TASK GOAL =
Extract each line of the data below exactly as written.

Excerpts from a dataset
// Copyright 2026 The Simlin Authors. All rights reserved.
// Use of this source code is governed by the Apache License,
// Version 2.0, that can be found in the LICENSE file.

use std::fmt;

use serde::{Deserialize, Deserializer, Serialize};

use crate::common::Result;
use crate::io_err;
use crate::master::CaseData;
use crate::value::{AttrValue, Attrs};

// Helper functions for serde skip_serializing_if

fn is_empty_string(val: &str) -> bool {
    val.is_empty()
}

fn is_empty_vec<T>(val: &[T]) -> bool {
    val.is_empty()
}

fn is_unit_scale(val: &f64) -> bool {
    *val == 1.0
}

fn default_scale_factor() -> f64 {
    1.0
}

// `oldvar` is written either as a single field name or a list of them
fn one_or_many<'de, D>(deserializer: D) -> std::result::Result<Vec<String>, D::Error>
where
    D: Deserializer<'de>,
{
    #[derive(Deserialize)]
    #[serde(untagged)]
    enum OneOrMany {
        One(String),
        Many(Vec<String>),
    }

    Ok(match OneOrMany::deserialize(deserializer)? {
        OneOrMany::One(s) if s.is_empty() => vec![],
        OneOrMany::One(s) => vec![s],
        OneOrMany::Many(v) => v,
    })
}

/// Describes an output variable to extract from an experiment: the name it
/// is known by in the analysis, the archive fields it is built from, and
/// the descriptive metadata to attach to it.
#[derive(Clone, PartialEq, Debug, Serialize, Deserialize)]
pub struct VarSpec {
    pub varname: String,
    #[serde(
        default,
        deserialize_with = "one_or_many",
        skip_serializing_if = "is_empty_vec"
    )]
    pub oldvar: Vec<String>,
    #[serde(default, skip_serializing_if = "is_empty_string")]
    pub long_name: String,
    #[serde(default, skip_serializing_if = "is_empty_string")]
    pub units: String,
    #[serde(
        default = "default_scale_factor",
        skip_serializing_if = "is_unit_scale"
    )]
    pub scale_factor: f64,
    #[serde(default, skip_serializing_if = "Attrs::is_empty")]
    pub attributes: Attrs,
}

impl VarSpec {
    pub fn new(varname: &str) -> Self {
        VarSpec {
            varname: varname.to_owned(),
            oldvar: vec![],
            long_name: String::new(),
            units: String::new(),
            scale_factor: 1.0,
            attributes: Attrs::new(),
        }
    }

    pub fn with_oldvar(mut self, fields: &[&str]) -> Self {
        self.oldvar = fields.iter().map(|f| f.to_string()).collect();
        self
    }

    pub fn with_long_name(mut self, long_name: &str) -> Self {
        self.long_name = long_name.to_owned();
        self
    }

    pub fn with_units(mut self, units: &str) -> Self {
        self.units = units.to_owned();
        self
    }

    pub fn with_scale_factor(mut self, scale_factor: f64) -> Self {
        self.scale_factor = scale_factor;
        self
    }

    pub fn with_attribute<V: Into<AttrValue>>(mut self, key: &str, value: V) -> Self {
        self.attributes.insert(key.to_owned(), value.into());
        self
    }

    /// Whether the variable is derived from fields with other names.
    pub fn is_renamed(&self) -> bool {
        self.oldvar.iter().any(|f| *f != self.varname)
    }

    /// The fields to stack when building a master dataset: the variable
    /// itself followed by the fields it is derived from.
    pub fn fields(&self) -> Vec<&str> {
        let mut fields = vec![self.varname.as_str()];
        for field in self.oldvar.iter() {
            if !fields.contains(&field.as_str()) {
                fields.push(field.as_str());
            }
        }
        fields
    }

    /// Descriptive attributes for the extracted variable.  Units default to
    /// "1" (dimensionless), and `scale_factor` is only present when it
    /// actually rescales.
    pub fn attrs(&self) -> Attrs {
        let mut attrs = self.attributes.clone();
        if !self.long_name.is_empty() {
            attrs.insert("long_name".to_owned(), self.long_name.as_str().into());
        }
        let units = if self.units.is_empty() {
            "1"
        } else {
            self.units.as_str()
        };
        attrs.insert("units".to_owned(), units.into());
        if !is_unit_scale(&self.scale_factor) {
            attrs.insert("scale_factor".to_owned(), self.scale_factor.into());
        }
        attrs
    }

    /// Pull this variable out of every loaded case as a single array
    /// carrying the variable's descriptive attributes.
    pub fn to_arrays(&self, data: CaseData) -> Result<CaseData> {
        let attrs = self.attrs();
        Ok(data.select(&self.varname)?.map(|_, mut ds| {
            ds.global_attrs_mut().extend(attrs.clone());
            ds
        }))
    }

    pub fn to_json(&self) -> Result<String> {
        match serde_json::to_string_pretty(self) {
            Ok(json) => Ok(json),
            Err(err) => io_err!(JsonEncode, err.to_string()),
        }
    }

    pub fn from_json(json: &str) -> Result<Self> {
        match serde_json::from_str(json) {
            Ok(var) => Ok(var),
            Err(err) => io_err!(JsonDecode, err.to_string()),
        }
    }
}

impl fmt::Display for VarSpec {
    fn fmt(&self, f: &mut fmt::Formatter) -> fmt::Result {
        let units = if self.units.is_empty() {
            "1"
        } else {
            self.units.as_str()
        };
        write!(f, "{} ({}) [{}]", self.varname, self.long_name, units)?;
        if self.is_renamed() {
            write!(f, "\n    from fields {}", self.oldvar.join(","))?;
        }
        Ok(())
    }
}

TASK OUTPUT =
// Copyright 2026 The Simlin Authors. All rights reserved.
// Use of this source code is governed by the Apache License,
// Version 2.0, that can be found in the LICENSE file.

use std::fmt;

use serde::{Deserialize, Deserializer, Serialize};

use crate::common::Result;
use crate::io_err;
use crate::master::CaseData;
use crate::value::{AttrValue, Attrs};

// Helper functions for serde skip_serializing_if

fn is_empty_string(val: &str) -> bool {
    val.is_empty()
}

fn is_empty_vec<T>(val: &[T]) -> bool {
    val.is_empty()
}

fn is_unit_scale(val: &f64) -> bool {
    *val == 1.0
}

fn default_scale_factor() -> f64 {
    1.0
}

// `oldvar` is written either as a single field name or a list of them
fn one_or_many<'de, D>(deserializer: D) -> std::result::Result<Vec<String>, D::Error>
where
    D: Deserializer<'de>,
{
    #[derive(Deserialize)]
    #[serde(untagged)]
    enum OneOrMany {
        One(String),
        Many(Vec<String>),
    }

    Ok(match OneOrMany::deserialize(deserializer)? {
        OneOrMany::One(s) if s.is_empty() => vec![],
        OneOrMany::One(s) => vec![s],
        OneOrMany::Many(v) => v,
    })
}

/// Describes an output variable to extract from an experiment: the name it
/// is known by in the analysis, the archive fields it is built from, and
/// the descriptive metadata to attach to it.
#[derive(Clone, PartialEq, Debug, Serialize, Deserialize)]
pub struct VarSpec {
    pub varname: String,
    #[serde(
        default,
        deserialize_with = "one_or_many",
        skip_serializing_if = "is_empty_vec"
    )]
    pub oldvar: Vec<String>,
    #[serde(default, skip_serializing_if = "is_empty_string")]
    pub long_name: String,
    #[serde(default, skip_serializing_if = "is_empty_string")]
    pub units: String,
    #[serde(
        default = "default_scale_factor",
        skip_serializing_if = "is_unit_scale"
    )]
    pub scale_factor: f64,
    #[serde(default, skip_serializing_if = "Attrs::is_empty")]
    pub attributes: Attrs,
}

impl VarSpec {
    pub fn new(varname: &str) -> Self {
        VarSpec {
            varname: varname.to_owned(),
            oldvar: vec![],
            long_name: String::new(),
            units: String::new(),
            scale_factor: 1.0,
            attributes: Attrs::new(),
        }
    }

    pub fn with_oldvar(mut self, fields: &[&str]) -> Self {
        self.oldvar = fields.iter().map(|f| f.to_string()).collect();
        self
    }

    pub fn with_long_name(mut self, long_name: &str) -> Self {
        self.long_name = long_name.to_owned();
        self
    }

    pub fn with_units(mut self, units: &str) -> Self {
        self.units = units.to_owned();
        self
    }

    pub fn with_scale_factor(mut self, scale_factor: f64) -> Self {
        self.scale_factor = scale_factor;
        self
    }

    pub fn with_attribute<V: Into<AttrValue>>(mut self, key: &str, value: V) -> Self {
        self.attributes.insert(key.to_owned(), value.into());
        self
    }

    /// Whether the variable is derived from fields with other names.
    pub fn is_renamed(&self) -> bool {
        self.oldvar.iter().any(|f| *f != self.varname)
    }

    /// The fields to stack when building a master dataset: the variable
    /// itself followed by the fields it is derived from.
    pub fn fields(&self) -> Vec<&str> {
        let mut fields = vec![self.varname.as_str()];
        for field in self.oldvar.iter() {
            if !fields.contains(&field.as_str()) {
                fields.push(field.as_str());
            }
        }
        fields
    }

    /// Descriptive attributes for the extracted variable.  Units default to
    /// "1" (dimensionless), and `scale_factor` is only present when it
    /// actually rescales.
    pub fn attrs(&self) -> Attrs {
        let mut attrs = self.attributes.clone();
        if !self.long_name.is_empty() {
            attrs.insert("long_name".to_owned(), self.long_name.as_str().into());
        }
        let units = if self.units.is_empty() {
            "1"
        } else {
            self.units.as_str()
        };
        attrs.insert("units".to_owned(), units.into());
        if !is_unit_scale(&self.scale_factor) {
            attrs.insert("scale_factor".to_owned(), self.scale_factor.into());
        }
        attrs
    }

    /// Pull this variable out of every loaded case as a single array
    /// carrying the variable's descriptive attributes.
    pub fn to_arrays(&self, data: CaseData) -> Result<CaseData> {
        let attrs = self.attrs();
        Ok(data.select(&self.varname)?.map(|_, mut ds| {
            ds.global_attrs_mut().extend(attrs.clone());
            ds
        }))
    }

    pub fn to_json(&self) -> Result<String> {
        match serde_json::to_string_pretty(self) {
            Ok(json) => Ok(json),
            Err(err) => io_err!(JsonEncode, err.to_string()),
        }
    }

    pub fn from_json(json: &str) -> Result<Self> {
        match serde_json::from_str(json) {
            Ok(var) => Ok(var),
            Err(err) => io_err!(JsonDecode, err.to_string()),
        }
    }
}

impl fmt::Display for VarSpec {
    fn fmt(&self, f: &mut fmt::Formatter) -> fmt::Result {
        let units = if self.units.is_empty() {
            "1"
        } else {
            self.units.as_str()
        };
        write!(f, "{} ({}) [{}]", self.varname, self.long_name, units)?;
        if self.is_renamed() {
            write!(f, "\n    from fields {}", self.oldvar.join(","))?;
        }
        Ok(())
    }
}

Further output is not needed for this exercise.